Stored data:
┄┄┄┄┄┄

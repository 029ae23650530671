use super::canvas::{tint, Canvas, Color, WHITE};
use super::reference::{assess_ranges, BandStatus, PIE_WEIGHTS};
use super::ChartError;
use crate::models::ClinicalObservation;

const SIZE: u32 = 600;
const RADIUS: i64 = 230;

/// One hue per feature, in feature order.
pub const SLICE_COLORS: [Color; 8] = [
    [139, 92, 246],
    [239, 68, 68],
    [245, 158, 11],
    [20, 184, 166],
    [59, 130, 246],
    [236, 72, 153],
    [132, 204, 22],
    [100, 116, 139],
];

/// Fixed-weight feature breakdown. Slices for features outside their normal
/// band are drawn at full strength; the rest are tinted.
pub fn render_pie(observation: &ClinicalObservation) -> Result<Vec<u8>, ChartError> {
    let mut canvas = Canvas::new(SIZE, SIZE);
    let center = (SIZE as i64 / 2, SIZE as i64 / 2);

    let colors: Vec<Color> = assess_ranges(observation)
        .iter()
        .zip(SLICE_COLORS)
        .map(|((_, _, status), color)| {
            if *status == BandStatus::Normal {
                tint(color, 150)
            } else {
                color
            }
        })
        .collect();

    let mut bounds = [0.0; 8];
    let mut acc = 0.0;
    for (bound, weight) in bounds.iter_mut().zip(PIE_WEIGHTS) {
        acc += weight;
        *bound = acc;
    }

    canvas.fill_disc_by_angle(center, RADIUS, |turns| {
        let slice = bounds.iter().position(|b| turns < *b).unwrap_or(bounds.len() - 1);
        colors[slice]
    });

    let mut start = 0.0;
    for weight in PIE_WEIGHTS {
        let angle = std::f64::consts::TAU * start - std::f64::consts::FRAC_PI_2;
        let edge = (
            center.0 + (RADIUS as f64 * angle.cos()).round() as i64,
            center.1 + (RADIUS as f64 * angle.sin()).round() as i64,
        );
        canvas.line(center, edge, 2, WHITE);
        start += weight;
    }

    canvas.encode_png()
}
impl CoreServices {
    /// Production wiring from settings. A missing model is not fatal.
    pub fn open(settings: Settings) -> Result<Self, CoreError> {
        let scorer = match RiskScorer::load(&settings.paths.model_dir()) {
            Ok(scorer) => Some(Arc::new(scorer)),
            Err(e) => {
                tracing::warn!(error = %e, "Starting without a risk model; scoring disabled");
                None
            }
        };
        let client = ChatCompletionClient::new(&settings.llm)?;
        if !client.is_configured() {
            tracing::warn!("No LLM API key configured; narratives will use fallback text");
        }
        let chunker = SlidingWindowChunker::new(
            settings.chat.chunk_chars,
            settings.chat.chunk_overlap_chars,
        );
        let knowledge = Arc::new(KnowledgeBase::with_chunker(
            Box::new(chunker),
            Arc::new(HashedTermEmbedder::default()),
        ));
        Self::with_components(settings, scorer, Arc::new(client), knowledge)
    }

    /// Wire explicit components. Rebuilds the knowledge index from storage.
    pub fn with_components(
        settings: Settings,
        scorer: Option<Arc<RiskScorer>>,
        llm: Arc<dyn LlmClient>,
        knowledge: Arc<KnowledgeBase>,
    ) -> Result<Self, CoreError> {
        let db_path = settings.paths.database_path();
        let conn = db::open_database(&db_path)?;
        knowledge.rebuild_from_db(&conn)?;

        let services = Self {
            synthesizer: NarrativeSynthesizer::new(llm, &settings.llm),
            store: ReportStore::new(settings.paths.reports_dir()),
            db_path,
            scorer,
            knowledge,
            settings,
        };
        tracing::info!(
            db = %services.db_path.display(),
            model = services.model_version().unwrap_or("none"),
            "Core services ready"
        );
        Ok(services)
    }

    pub fn settings(&self) -> &Settings {
        &self.settings
    }

    pub fn model_version(&self) -> Option<&str> {
        self.scorer.as_deref().map(RiskScorer::model_version)
    }

    pub fn open_db(&self) -> Result<Connection, CoreError> {
        Ok(db::open_database(&self.db_path)?)
    }

    fn load_owned_record(
        &self,
        conn: &Connection,
        ctx: &RequestContext,
        assessment_id: &Uuid,
        action: &str,
    ) -> Result<AssessmentRecord, CoreError> {
        let record = db::get_assessment(conn, assessment_id)?
            .ok_or(CoreError::AssessmentNotFound(*assessment_id))?;
        require_owner_or_admin(ctx, &record.assessment.requested_by, action)?;
        Ok(record)
    }

    // ── Scoring ──

    pub fn predict(&self, ctx: &RequestContext, raw: &RawObservation) -> Result<RiskAssessment, CoreError> {
        let observation = validate_observation(raw)?;
        let scorer = self
            .scorer
            .as_ref()
            .ok_or_else(|| CoreError::ModelUnavailable("no model bundle loaded".into()))?;
        let conn = self.open_db()?;
        Ok(scorer.assess(&observation, &ctx.user_id, &SqliteAssessmentSink::new(&conn))?)
    }

    pub fn assessment_history(
        &self,
        ctx: &RequestContext,
        limit: usize,
    ) -> Result<Vec<AssessmentRecord>, CoreError> {
        let conn = self.open_db()?;
        Ok(db::list_assessments_by_user(&conn, &ctx.user_id, limit.min(MAX_HISTORY))?)
    }

    /// Counts over the caller's own assessments; admins see everyone's.
    pub fn assessment_statistics(&self, ctx: &RequestContext) -> Result<AssessmentStatistics, CoreError> {
        let conn = self.open_db()?;
        let scope = (!ctx.is_admin()).then_some(ctx.user_id.as_str());
        Ok(db::assessment_statistics(&conn, scope)?)
    }

    /// Compare an assessment with two or three earlier ones of the same
    /// owner: trend chart plus a narrative on what improved and what did not.
    pub fn compare_assessments(
        &self,
        ctx: &RequestContext,
        current_id: &Uuid,
        past_ids: &[Uuid],
    ) -> Result<AssessmentComparison, CoreError> {
        if !COMPARISON_PAST_RANGE.contains(&past_ids.len()) {
            return Err(CoreError::InvalidComparison(format!(
                "select 2 or 3 earlier assessments, got {}",
                past_ids.len()
            )));
        }
        let mut seen = HashSet::from([*current_id]);
        if let Some(dup) = past_ids.iter().find(|id| !seen.insert(**id)) {
            return Err(CoreError::InvalidComparison(format!(
                "assessment {dup} is selected more than once"
            )));
        }

        let conn = self.open_db()?;
        let current = self.load_owned_record(&conn, ctx, current_id, "compare assessments")?;
        let owner_id = current.assessment.requested_by.clone();
        let mut visits = vec![current];
        for id in past_ids {
            let record = self.load_owned_record(&conn, ctx, id, "compare assessments")?;
            if record.assessment.requested_by != owner_id {
                return Err(CoreError::InvalidComparison(
                    "the assessments belong to different users".into(),
                ));
            }
            visits.push(record);
        }
        visits.sort_by_key(|r| r.assessment.created_at);

        let observations: Vec<ClinicalObservation> = visits.iter().map(|r| r.observation).collect();
        let chart = render_trend(&observations)?;
        let id = Uuid::new_v4();
        let chart_ref = self.store.write_comparison_chart(current_id, &id, &chart)?;
        let narrative = self.synthesizer.comparison_narrative(&visits);

        let comparison = AssessmentComparison {
            id,
            current_assessment_id: *current_id,
            owner_id,
            visits: visits.iter().map(ComparisonVisit::from).collect(),
            narrative_text: narrative.text,
            narrative_source: narrative.source,
            chart_ref,
            generated_at: Utc::now(),
        };
        db::insert_audit_entry(
            &conn,
            &AuditEntry {
                timestamp: comparison.generated_at,
                user_id: ctx.user_id.clone(),
                action: "comparison_generated".into(),
                entity_type: "assessment".into(),
                entity_id: current_id.to_string(),
            },
        )?;

        tracing::info!(
            assessment_id = %current_id,
            comparison_id = %id,
            visits = comparison.visits.len(),
            narrative_source = comparison.narrative_source.as_str(),
            "Comparison generated"
        );
        Ok(comparison)
    }

    // ── Reports ──

    /// Render charts, narrative and PDF for an assessment. Regenerating
    /// replaces the previous files and artifact row but keeps the narrative
    /// it already has.
    pub fn generate_report(
        &self,
        ctx: &RequestContext,
        assessment_id: &Uuid,
    ) -> Result<ReportArtifact, CoreError> {
        let conn = self.open_db()?;
        let record = self.load_owned_record(&conn, ctx, assessment_id, "generate report")?;
        let AssessmentRecord {
            assessment,
            observation,
        } = &record;

        let charts = render_charts(observation)?;
        let chart_refs = persist_charts(&self.store, assessment_id, &charts)?;
        let narrative = match db::get_report(&conn, assessment_id)? {
            Some(previous) => Narrative {
                text: previous.narrative_text,
                source: previous.narrative_source,
                attempts: 0,
            },
            None => self.synthesizer.report_narrative(observation, assessment),
        };

        let document = assemble(ReportInput {
            observation: Some(observation),
            assessment: Some(assessment),
            narrative: Some(&narrative),
            charts: Some(&charts),
        })?;
        let pdf = render_pdf(&document)?;
        let document_ref = self.store.write_document(assessment_id, &pdf)?;

        let artifact = ReportArtifact {
            assessment_id: *assessment_id,
            narrative_text: narrative.text,
            narrative_source: narrative.source,
            chart_refs,
            document_ref,
            format: ReportFormat::Pdf,
            generated_at: Utc::now(),
        };

        let tx = conn.unchecked_transaction().map_err(DatabaseError::from)?;
        db::upsert_report(&tx, &artifact)?;
        db::insert_audit_entry(
            &tx,
            &AuditEntry {
                timestamp: artifact.generated_at,
                user_id: ctx.user_id.clone(),
                action: "report_generated".into(),
                entity_type: "assessment".into(),
                entity_id: assessment_id.to_string(),
            },
        )?;
        tx.commit().map_err(DatabaseError::from)?;

        tracing::info!(
            assessment_id = %assessment_id,
            narrative_source = artifact.narrative_source.as_str(),
            bytes = pdf.len(),
            "Report generated"
        );
        Ok(artifact)
    }

    /// PDF bytes (`application/pdf`) of a generated report.
    pub fn report_document(&self, ctx: &RequestContext, assessment_id: &Uuid) -> Result<Vec<u8>, CoreError> {
        let conn = self.open_db()?;
        self.load_owned_record(&conn, ctx, assessment_id, "read report")?;
        if db::get_report(&conn, assessment_id)?.is_none() {
            return Err(CoreError::ReportNotFound(*assessment_id));
        }
        Ok(self.store.read_document(assessment_id)?)
    }

    /// PNG bytes (`image/png`) of one chart of a generated report.
    pub fn chart_image(
        &self,
        ctx: &RequestContext,
        assessment_id: &Uuid,
        kind: ChartKind,
    ) -> Result<Vec<u8>, CoreError> {
        let conn = self.open_db()?;
        self.load_owned_record(&conn, ctx, assessment_id, "read chart")?;
        if db::get_report(&conn, assessment_id)?.is_none() {
            return Err(CoreError::ReportNotFound(*assessment_id));
        }
        Ok(self.store.read_chart(assessment_id, kind)?)
    }

    // ── Chat and knowledge ──

    pub fn chat(&self, ctx: &RequestContext, question: &str) -> Result<ChatAnswer, CoreError> {
        let conn = self.open_db()?;
        let service = ChatService::new(
            &self.synthesizer,
            self.knowledge.as_ref(),
            &conn,
            &self.settings.chat,
        );
        Ok(service.answer(&ctx.user_id, question)?)
    }

    pub fn add_knowledge_document(
        &self,
        ctx: &RequestContext,
        new_doc: &NewKnowledgeDocument,
    ) -> Result<KnowledgeDocument, CoreError> {
        let conn = self.open_db()?;
        Ok(knowledge::add_document(
            &conn,
            &self.knowledge,
            ctx,
            new_doc,
            Duration::from_secs(self.settings.chat.fetch_timeout_secs),
        )?)
    }

    pub fn delete_knowledge_document(&self, ctx: &RequestContext, id: &Uuid) -> Result<(), CoreError> {
        let conn = self.open_db()?;
        Ok(knowledge::delete_document(&conn, &self.knowledge, ctx, id)?)
    }

    pub fn list_knowledge_documents(&self) -> Result<Vec<KnowledgeDocument>, CoreError> {
        let conn = self.open_db()?;
        Ok(db::list_knowledge_documents(&conn)?)
    }
}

┄┄┄┄┄┄

What you return should be the lines from the start of the data through the line with "let mut canvas = Canvas::new(SIZE, SIZE);", quoted exactly and nothing more.

repository 029ae23650530671
use super::canvas::{tint, Canvas, Color, WHITE};
use super::reference::{assess_ranges, BandStatus, PIE_WEIGHTS};
use super::ChartError;
use crate::models::ClinicalObservation;

const SIZE: u32 = 600;
const RADIUS: i64 = 230;

/// One hue per feature, in feature order.
pub const SLICE_COLORS: [Color; 8] = [
    [139, 92, 246],
    [239, 68, 68],
    [245, 158, 11],
    [20, 184, 166],
    [59, 130, 246],
    [236, 72, 153],
    [132, 204, 22],
    [100, 116, 139],
];

/// Fixed-weight feature breakdown. Slices for features outside their normal
/// band are drawn at full strength; the rest are tinted.
pub fn render_pie(observation: &ClinicalObservation) -> Result<Vec<u8>, ChartError> {
    let mut canvas = Canvas::new(SIZE, SIZE);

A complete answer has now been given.